Si elles n’ont finalement pas abouti, comme prévu, à la signature d’un accord, notamment sur le code électoral, elles ont entériné l'introduction du parrainage et le relèvement de la caution des candidats de 20 à 50 millions de francs CFA (30.290 à 76.224 euros), ainsi que l’avait souhaité le Président Alassane Ouattara pour réduire le nombre de candidats.

Cependant, l’opposition reste sur sa faim et souhaite la poursuite du dialogue. Elle réclame notamment davantage d’indépendance pour la Commission électorale (CEI, la structure chargée d’organiser les élections), la gratuité de la carte nationale d’identité (CNI, document indispensable pour l’inscription sur les listes électorales) ou encore l’abandon par la justice ivoirienne des charges contre l’ancien Président Laurent Gbagbo.
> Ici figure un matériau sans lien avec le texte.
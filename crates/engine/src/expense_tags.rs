//! Expense/tag association rows.

use sea_orm::entity::prelude::*;

#[derive(Clone, Debug, PartialEq, DeriveEntityModel, Eq)]
#[sea_orm(table_name = "expense_tags")]
pub struct Model {
    #[sea_orm(primary_key, auto_increment = false)]
    pub expense_id: i32,
    #[sea_orm(primary_key, auto_increment = false)]
    pub tag_id: i32,
}

#[derive(Copy, Clone, Debug, EnumIter, DeriveRelation)]
pub enum Relation {
    #[sea_orm(
        belongs_to = "super::expenses::Entity",
        from = "Column::ExpenseId",
        to = "super::expenses::Column::Id",
        on_update = "NoAction",
        on_delete = "Cascade"
    )]
    Expenses,
    #[sea_orm(
        belongs_to = "super::tags::Entity",
        from = "Column::TagId",
        to = "super::tags::Column::Id",
        on_update = "NoAction",
        on_delete = "Cascade"
    )]
    Tags,
}

impl Related<super::expenses::Entity> for Entity {
    fn to() -> RelationDef {
        Relation::Expenses.def()
    }
}

impl Related<super::tags::Entity> for Entity {
    fn to() -> RelationDef {
        Relation::Tags.def()
    }
}

impl ActiveModelBehavior for ActiveModel {}
use sea_orm::Database;
use sea_orm_migration::prelude::*;

#[tokio::main]
async fn main() -> Result<(), Box<dyn std::error::Error + Send + Sync>> {
    let mut args = std::env::args().skip(1);
    let cmd = args.next().unwrap_or_else(|| "up".to_string());

    let db_url = std::env::var("DATABASE_URL")
        .unwrap_or_else(|_| "sqlite:./spendbook.db?mode=rwc".to_string());

    let db = Database::connect(&db_url).await?;

    match cmd.as_str() {
        "up" => migration::Migrator::up(&db, None).await?,
        "down" => migration::Migrator::down(&db, None).await?,
        "fresh" => migration::Migrator::fresh(&db).await?,
        "status" => {
            migration::Migrator::status(&db).await?;
        }
        _ => {
            eprintln!("Usage: cargo run -p migration -- [up|down|fresh|status]");
            std::process::exit(2);
        }
    }

    Ok(())
}
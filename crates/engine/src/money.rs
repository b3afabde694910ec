use std::{
    fmt,
    ops::{Add, AddAssign, Sub, SubAssign},
    str::FromStr,
};

use crate::LedgerError;

/// Monetary amount represented as **integer minor units** (cents).
///
/// Every amount the ledger stores or aggregates goes through this type, so
/// sums and means never suffer floating-point drift. Display formatting is
/// always two fractional digits; the stored precision is exact.
///
/// # Examples
///
/// ```rust
/// use engine::Money;
///
/// let amount = Money::new(12_34);
/// assert_eq!(amount.minor(), 1234);
/// assert_eq!(amount.to_string(), "12.34");
/// ```
///
/// Parsing from user input (accepts `.` or `,` as decimal separator; rejects
/// more than 2 decimals):
///
/// ```rust
/// use engine::Money;
///
/// assert_eq!("10".parse::<Money>().unwrap().minor(), 1000);
/// assert_eq!("10,5".parse::<Money>().unwrap().minor(), 1050);
/// assert!("12.345".parse::<Money>().is_err());
/// ```
#[derive(Clone, Copy, Debug, Default, PartialEq, Eq, PartialOrd, Ord, Hash)]
#[repr(transparent)]
pub struct Money(i64);

impl Money {
    pub const ZERO: Money = Money(0);

    /// Creates a new amount from integer minor units.
    #[must_use]
    pub const fn new(minor: i64) -> Self {
        Self(minor)
    }

    /// Returns the raw value in minor units.
    #[must_use]
    pub const fn minor(self) -> i64 {
        self.0
    }

    /// Returns `true` if the amount is strictly positive.
    #[must_use]
    pub const fn is_positive(self) -> bool {
        self.0 > 0
    }

    /// Checked addition (returns `None` on overflow).
    #[must_use]
    pub fn checked_add(self, rhs: Money) -> Option<Money> {
        self.0.checked_add(rhs.0).map(Money)
    }
}

impl fmt::Display for Money {
    fn fmt(&self, f: &mut fmt::Formatter<'_>) -> fmt::Result {
        let sign = if self.0 < 0 { "-" } else { "" };
        let abs = self.0.unsigned_abs();
        write!(f, "{sign}{}.{:02}", abs / 100, abs % 100)
    }
}

impl From<i64> for Money {
    fn from(value: i64) -> Self {
        Self(value)
    }
}

impl From<Money> for i64 {
    fn from(value: Money) -> Self {
        value.0
    }
}

impl Add for Money {
    type Output = Money;

    fn add(self, rhs: Money) -> Self::Output {
        Money(self.0 + rhs.0)
    }
}

impl AddAssign for Money {
    fn add_assign(&mut self, rhs: Money) {
        self.0 += rhs.0;
    }
}

impl Sub for Money {
    type Output = Money;

    fn sub(self, rhs: Money) -> Self::Output {
        Money(self.0 - rhs.0)
    }
}

impl SubAssign for Money {
    fn sub_assign(&mut self, rhs: Money) {
        self.0 -= rhs.0;
    }
}

impl FromStr for Money {
    type Err = LedgerError;

    /// Parses a decimal string into minor units.
    ///
    /// Accepts `.` or `,` as decimal separator and an optional leading
    /// `+`/`-`. Rejects empty strings and more than two fractional digits.
    fn from_str(s: &str) -> Result<Self, Self::Err> {
        let empty = || LedgerError::Validation("empty amount".to_string());
        let invalid = || LedgerError::Validation(format!("invalid amount: {s}"));
        let overflow = || LedgerError::Validation("amount too large".to_string());

        let trimmed = s.trim();
        if trimmed.is_empty() {
            return Err(empty());
        }

        let (sign, rest) = if let Some(stripped) = trimmed.strip_prefix('-') {
            (-1i64, stripped)
        } else if let Some(stripped) = trimmed.strip_prefix('+') {
            (1i64, stripped)
        } else {
            (1i64, trimmed)
        };

        let rest = rest.trim();
        if rest.is_empty() {
            return Err(empty());
        }

        let rest = rest.replace(',', ".");
        let mut parts = rest.split('.');
        let units_str = parts.next().ok_or_else(invalid)?;
        let frac_str = parts.next();

        if parts.next().is_some() {
            return Err(invalid());
        }

        if units_str.is_empty() || !units_str.chars().all(|c| c.is_ascii_digit()) {
            return Err(invalid());
        }

        let units: i64 = units_str.parse().map_err(|_| invalid())?;

        let minor: i64 = match frac_str {
            None | Some("") => 0,
            Some(frac) => {
                if !frac.chars().all(|c| c.is_ascii_digit()) {
                    return Err(invalid());
                }
                match frac.len() {
                    1 => frac.parse::<i64>().map_err(|_| invalid())? * 10,
                    2 => frac.parse::<i64>().map_err(|_| invalid())?,
                    _ => {
                        return Err(LedgerError::Validation(
                            "too many decimals".to_string(),
                        ));
                    }
                }
            }
        };

        let total = units
            .checked_mul(100)
            .and_then(|v| v.checked_add(minor))
            .ok_or_else(overflow)?;

        let signed = if sign < 0 {
            total.checked_neg().ok_or_else(overflow)?
        } else {
            total
        };

        Ok(Money(signed))
    }
}

#[cfg(test)]
mod tests {
    use super::*;

    #[test]
    fn display_formats_two_decimals() {
        assert_eq!(Money::new(0).to_string(), "0.00");
        assert_eq!(Money::new(1).to_string(), "0.01");
        assert_eq!(Money::new(10).to_string(), "0.10");
        assert_eq!(Money::new(1050).to_string(), "10.50");
        assert_eq!(Money::new(-1050).to_string(), "-10.50");
    }

    #[test]
    fn parse_accepts_dot_or_comma() {
        assert_eq!("10".parse::<Money>().unwrap().minor(), 1000);
        assert_eq!("10.5".parse::<Money>().unwrap().minor(), 1050);
        assert_eq!("10,50".parse::<Money>().unwrap().minor(), 1050);
        assert_eq!("-0.01".parse::<Money>().unwrap().minor(), -1);
        assert_eq!("  2.30 ".parse::<Money>().unwrap().minor(), 230);
    }

    #[test]
    fn parse_rejects_garbage() {
        assert!("".parse::<Money>().is_err());
        assert!("12.345".parse::<Money>().is_err());
        assert!("1.2.3".parse::<Money>().is_err());
        assert!("ten".parse::<Money>().is_err());
    }
}
//! Taxonomy registry: categories, payment methods and tags.
//!
//! Category and payment-method creation is Admin-only; tags may be created
//! by any authenticated user. Categories and payment methods expose no
//! delete: expenses hold non-nullable references to them.

use sea_orm::{ActiveValue, QueryFilter, QueryOrder, prelude::*};

use crate::{
    LedgerError, ResultLedger, Session, categories, expense_tags, group_expense_tags,
    payment_methods, tags,
};

use super::{Engine, map_unique_violation, normalize_name};

impl Engine {
    /// Registers a category (Admin-only). Returns the new id.
    pub async fn add_category(&self, session: &Session, name: &str) -> ResultLedger<i32> {
        self.require_admin(session)?;
        let name = normalize_name(name, "category")?;
        self.with_tx(|_engine, db_tx| {
            Box::pin(async move {
                let inserted = categories::ActiveModel {
                    name: ActiveValue::Set(name.clone()),
                    ..Default::default()
                }
                .insert(db_tx)
                .await
                .map_err(|err| map_unique_violation(err, &name))?;
                Ok(inserted.id)
            })
        })
        .await
    }

    /// Registers a payment method (Admin-only). Returns the new id.
    pub async fn add_payment_method(&self, session: &Session, name: &str) -> ResultLedger<i32> {
        self.require_admin(session)?;
        let name = normalize_name(name, "payment method")?;
        self.with_tx(|_engine, db_tx| {
            Box::pin(async move {
                let inserted = payment_methods::ActiveModel {
                    name: ActiveValue::Set(name.clone()),
                    ..Default::default()
                }
                .insert(db_tx)
                .await
                .map_err(|err| map_unique_violation(err, &name))?;
                Ok(inserted.id)
            })
        })
        .await
    }

    /// Registers a tag. Any authenticated caller may do this.
    pub async fn add_tag(&self, _session: &Session, name: &str) -> ResultLedger<i32> {
        let name = normalize_name(name, "tag")?;
        self.with_tx(|_engine, db_tx| {
            Box::pin(async move {
                let inserted = tags::ActiveModel {
                    name: ActiveValue::Set(name.clone()),
                    ..Default::default()
                }
                .insert(db_tx)
                .await
                .map_err(|err| map_unique_violation(err, &name))?;
                Ok(inserted.id)
            })
        })
        .await
    }

    /// Deletes a tag by name, pruning every expense and group-expense
    /// association first so no dangling links survive.
    pub async fn delete_tag(&self, _session: &Session, name: &str) -> ResultLedger<()> {
        let name = name.to_string();
        self.with_tx(|engine, db_tx| {
            Box::pin(async move {
                let tag = engine
                    .find_tag(db_tx, &name)
                    .await?
                    .ok_or_else(|| LedgerError::NotFound(format!("tag {name}")))?;
                expense_tags::Entity::delete_many()
                    .filter(expense_tags::Column::TagId.eq(tag.id))
                    .exec(db_tx)
                    .await?;
                group_expense_tags::Entity::delete_many()
                    .filter(group_expense_tags::Column::TagId.eq(tag.id))
                    .exec(db_tx)
                    .await?;
                tags::Entity::delete_by_id(tag.id).exec(db_tx).await?;
                Ok(())
            })
        })
        .await
    }

    pub async fn list_categories(&self, _session: &Session) -> ResultLedger<Vec<String>> {
        self.with_tx(|_engine, db_tx| {
            Box::pin(async move {
                let rows = categories::Entity::find()
                    .order_by_asc(categories::Column::Name)
                    .all(db_tx)
                    .await?;
                Ok(rows.into_iter().map(|c| c.name).collect())
            })
        })
        .await
    }

    pub async fn list_payment_methods(&self, _session: &Session) -> ResultLedger<Vec<String>> {
        self.with_tx(|_engine, db_tx| {
            Box::pin(async move {
                let rows = payment_methods::Entity::find()
                    .order_by_asc(payment_methods::Column::Name)
                    .all(db_tx)
                    .await?;
                Ok(rows.into_iter().map(|m| m.name).collect())
            })
        })
        .await
    }

    pub async fn list_tags(&self, _session: &Session) -> ResultLedger<Vec<String>> {
        self.with_tx(|_engine, db_tx| {
            Box::pin(async move {
                let rows = tags::Entity::find()
                    .order_by_asc(tags::Column::Name)
                    .all(db_tx)
                    .await?;
                Ok(rows.into_iter().map(|t| t.name).collect())
            })
        })
        .await
    }
}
Interrogé par Sputnik, Joël NGuessan livre son avis sur ces divers aspects de la situation sociopolitique en Côte d’Ivoire. Ancien ministre des Droits de l’Homme sous Laurent Gbagbo, il est l’un des cadres les plus en vue du Rassemblement des houphouëtistes pour la démocratie et la paix (RHDP), le parti du Président Alassane Ouattara.

© Sputnik . Roland KlohiJoël NGuessan, cadre du Rassemblement des houphouëtistes pour la démocratie et la paix (RHDP) ivoirien.
Les débats inutiles «ne donnent ni l’eau ni l’électricité ni de quoi manger aux Ivoiriens»  - Sputnik Afrique
Joël NGuessan, cadre du Rassemblement des houphouëtistes pour la démocratie et la paix (RHDP) ivoirien.

Sputnik: Le récent dialogue politique entre le gouvernement et l'opposition, en dépit de quelques points d'accord, s'est soldé par un échec, selon l'opposition. Quel est votre avis sur la question ?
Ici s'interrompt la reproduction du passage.